Monitoring and Alert Systems
From HallCWiki
Jump to navigationJump to searchMonitoring and Alert Systems
EPICS Alarm Handler
During production the EPICS alarm handler should always be running.
- See Hall C Alarm Handler and Hall C EPICS
Munin
MUNIN is an open source general purpose monitoring system used to track and monitor a large variety of systems across Hall C. This service is always running and is unrelated to the EPICS infrastructure (other than using EPICS PVs as a data source for some systems.)
Run "go_munin" on a Hall C computer to bring up the monitoring graphs, or connect to https://hallcweb.jlab.org/munin/ directly.

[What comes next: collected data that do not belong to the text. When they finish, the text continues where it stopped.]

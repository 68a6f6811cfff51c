//! Coin rotation animator
//!
//! Owns the rotation state machine: the slow idle loop, the planned flip
//! rotation, and the settled rest state. The animator is driven by frame
//! ticks and continuously records its current angle, which is the single
//! source of truth for where the coin is. On reset the controller discards
//! the whole animator and builds a fresh one so the idle loop always
//! restarts at its natural slow speed.

use std::time::{Duration, Instant};

use crate::config::FlipTuning;
use crate::domain::angle::{normalize_deg, FULL_TURN_DEG};
use crate::domain::face::Face;
use crate::domain::outcome::OutcomeSource;
use crate::domain::timeline::FlipTimeline;

/// Internal animation mode.
#[derive(Debug, Clone)]
enum Mode {
    /// Continuous linear 360° loop.
    Idle { started: Instant },
    /// Running a planned flip.
    Flipping { timeline: FlipTimeline, started: Instant },
    /// Static at the landing angle after a completed flip.
    Settled,
}

/// Rotation state machine for the coin.
#[derive(Debug)]
pub struct CoinAnimator {
    idle_rotate: Duration,
    flip_total: Duration,
    fast_phase: f64,
    fast_distance: f64,
    spins: u32,
    mode: Mode,
    /// Running angle in degrees, spins included. Updated on every tick.
    current_angle_deg: f64,
    animating: bool,
    has_ever_flipped: bool,
}

impl CoinAnimator {
    /// Creates a fresh animator in the idle loop, starting at angle 0.
    pub fn new(tuning: &FlipTuning, now: Instant) -> Self {
        Self {
            idle_rotate: tuning.idle_rotate,
            flip_total: tuning.flip_total,
            fast_phase: tuning.fast_phase,
            fast_distance: tuning.fast_distance,
            spins: tuning.spins,
            mode: Mode::Idle { started: now },
            current_angle_deg: 0.0,
            animating: false,
            has_ever_flipped: false,
        }
    }

    /// Current rotation angle in degrees, spins included.
    pub fn current_angle_deg(&self) -> f64 {
        self.current_angle_deg
    }

    /// Current rotation normalized into `[0, 360)` for rendering.
    pub fn display_angle_deg(&self) -> f64 {
        normalize_deg(self.current_angle_deg)
    }

    /// True between flip start and its completion tick.
    pub fn is_animating(&self) -> bool {
        self.animating
    }

    /// True once a flip has completed; the idle loop never restarts on its
    /// own after that.
    pub fn has_ever_flipped(&self) -> bool {
        self.has_ever_flipped
    }

    /// Starts a flip from the current angle.
    ///
    /// Draws the outcome, plans the rotation, and enters the flipping mode.
    /// A request arriving while a flip is already running is ignored: no
    /// queueing, no interruption.
    ///
    /// # Returns
    /// The predetermined landing face, or `None` if the request was ignored.
    pub fn begin_flip(&mut self, source: &mut dyn OutcomeSource, now: Instant) -> Option<Face> {
        if self.animating {
            return None;
        }

        let face = Face::from_draw(source.draw());
        let timeline = FlipTimeline::plan(
            self.current_angle_deg,
            face,
            self.spins,
            self.fast_distance,
            self.fast_phase,
            self.flip_total,
        );

        tracing::debug!(%face, start_deg = self.current_angle_deg, "flip started");

        self.animating = true;
        self.mode = Mode::Flipping { timeline, started: now };
        Some(face)
    }

    /// Advances the animation to `now`.
    ///
    /// In the idle loop this rotates linearly; during a flip it samples the
    /// timeline and, once the planned duration has elapsed, snaps to the
    /// exact landing angle so interpolation rounding can never leave the
    /// coin visibly off-face.
    ///
    /// # Returns
    /// The resolved face on the tick that completes a flip, `None` otherwise.
    pub fn tick(&mut self, now: Instant) -> Option<Face> {
        match &self.mode {
            Mode::Idle { started } => {
                let elapsed = now.saturating_duration_since(*started).as_secs_f64();
                let period = self.idle_rotate.as_secs_f64();
                self.current_angle_deg = normalize_deg(elapsed / period * FULL_TURN_DEG);
                None
            }
            Mode::Flipping { timeline, started } => {
                let elapsed = now.saturating_duration_since(*started);
                if timeline.is_complete(elapsed) {
                    let face = timeline.face();
                    self.current_angle_deg = timeline.end_deg();
                    self.animating = false;
                    self.has_ever_flipped = true;
                    self.mode = Mode::Settled;
                    tracing::debug!(%face, "flip completed");
                    Some(face)
                } else {
                    self.current_angle_deg = timeline.angle_at(elapsed);
                    None
                }
            }
            Mode::Settled => None,
        }
    }
}
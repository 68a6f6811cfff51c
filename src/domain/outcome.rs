//! Random outcome sources
//!
//! The flip outcome is a single random bit of parity. The primary source is
//! OS entropy; if that ever fails we fall back to a time-seeded PRNG so the
//! draw itself can never fail. Fairness beyond "uniform enough for a toy"
//! is an explicit non-goal.

use std::time::{SystemTime, UNIX_EPOCH};

use rand::rngs::SmallRng;
use rand::{Rng, SeedableRng};

/// A source of raw 32-bit draws for flip outcomes.
///
/// Kept as a trait so the controller and animator can be tested with a
/// predetermined sequence of draws.
pub trait OutcomeSource {
    /// Draws the next raw value. Must always succeed.
    fn draw(&mut self) -> u32;
}

/// Production outcome source: OS entropy with a guaranteed PRNG fallback.
pub struct EntropyOutcomeSource {
    /// Lazily created only if OS entropy fails once; reused afterwards.
    fallback: Option<SmallRng>,
}

impl EntropyOutcomeSource {
    pub fn new() -> Self {
        Self { fallback: None }
    }

    fn fallback_rng(&mut self) -> &mut SmallRng {
        self.fallback.get_or_insert_with(|| {
            let nanos = SystemTime::now()
                .duration_since(UNIX_EPOCH)
                .map(|d| d.as_nanos() as u64)
                .unwrap_or(0x5eed_c01d);
            SmallRng::seed_from_u64(nanos)
        })
    }
}

impl Default for EntropyOutcomeSource {
    fn default() -> Self {
        Self::new()
    }
}

impl OutcomeSource for EntropyOutcomeSource {
    fn draw(&mut self) -> u32 {
        let mut buf = [0u8; 4];
        match getrandom::getrandom(&mut buf) {
            Ok(()) => u32::from_le_bytes(buf),
            Err(err) => {
                tracing::debug!(%err, "OS entropy unavailable, using PRNG fallback");
                self.fallback_rng().gen()
            }
        }
    }
}

/// Test source that replays a fixed sequence of draws, then repeats the
/// last one.
#[cfg(test)]
pub struct FixedOutcomeSource {
    draws: Vec<u32>,
    next: usize,
}

#[cfg(test)]
impl FixedOutcomeSource {
    pub fn new(draws: Vec<u32>) -> Self {
        assert!(!draws.is_empty(), "need at least one draw");
        Self { draws, next: 0 }
    }
}

#[cfg(test)]
impl OutcomeSource for FixedOutcomeSource {
    fn draw(&mut self) -> u32 {
        let value = self.draws[self.next.min(self.draws.len() - 1)];
        self.next += 1;
        value
    }
}
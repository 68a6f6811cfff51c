//! Scene geometry primitives
//!
//! Small float rectangle type used for layout and pointer hit testing.
//! Coordinates are window pixels.

/// Axis-aligned rectangle in window pixel coordinates.
#[derive(Debug, Clone, Copy, PartialEq)]
pub struct Rect {
    pub x: f32,
    pub y: f32,
    pub w: f32,
    pub h: f32,
}

impl Rect {
    pub fn new(x: f32, y: f32, w: f32, h: f32) -> Self {
        Self { x, y, w, h }
    }

    pub fn right(&self) -> f32 {
        self.x + self.w
    }

    pub fn bottom(&self) -> f32 {
        self.y + self.h
    }

    /// Center point of the rectangle.
    pub fn center(&self) -> (f32, f32) {
        (self.x + self.w / 2.0, self.y + self.h / 2.0)
    }

    /// Returns true if this rectangle contains the given point.
    pub fn contains_point(&self, px: f32, py: f32) -> bool {
        px >= self.x && px < self.right() && py >= self.y && py < self.bottom()
    }
}

#[cfg(test)]
mod tests {
    use super::*;

    #[test]
    fn rect_basic_properties() {
        let rect = Rect::new(10.0, 20.0, 100.0, 50.0);
        assert_eq!(rect.right(), 110.0);
        assert_eq!(rect.bottom(), 70.0);
        assert_eq!(rect.center(), (60.0, 45.0));
    }

    #[test]
    fn rect_contains_point() {
        let rect = Rect::new(10.0, 10.0, 20.0, 20.0);
        assert!(rect.contains_point(15.0, 15.0)); // inside
        assert!(rect.contains_point(10.0, 10.0)); // top-left corner
        assert!(!rect.contains_point(30.0, 30.0)); // just outside
        assert!(!rect.contains_point(5.0, 5.0));
    }
}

Monitored systems presently include:
- The majority of Hall C linux hosts
- Gas system flows, temperatures, pressures Gas Shed, Hall A GEM gas
- HVAC status in G0 cage (where HV crates and other critical systems reside, and
- DAQ crate power and temperature information
Deployment
- The primary MUNIN server runs on
cvideo1.jlab.org
, but MUNIN clients run on the majority of linux hosts in the Hall. MUNIN is a 'pluggable' system that can be broadly extended with scripts that deliver data to the software in a standardized format. See the documentation on MUNIN for details. - The Hall C Puppet system automatically deploys the munin client on new hosts, but those hosts must be manually added to the server config under 'cvideo1:/etc/munin/conf.d/'
- Aspects of the configuration can be modified under /etc/munin/conf.d/ if you are in the (local) 'munin' unix group on cvideo1.
Alerts
Munin can be configured to send notifications via email and/or text-message if a monitored value exceeds threshold. Email notifications can occur every 5 minutes until the problem is addressed, so appropriate filtering/redirection in your mail client is recommended.
Notifications are sent to the HallC_Alarm_Notifications Mailing List. Subscribe if you wish to see them.
NOTE: This can be a very high-volume list when things go south in the Hall. It is strongly recommended to configure your mail reader/system to filter messages from that list into a dedicated folder.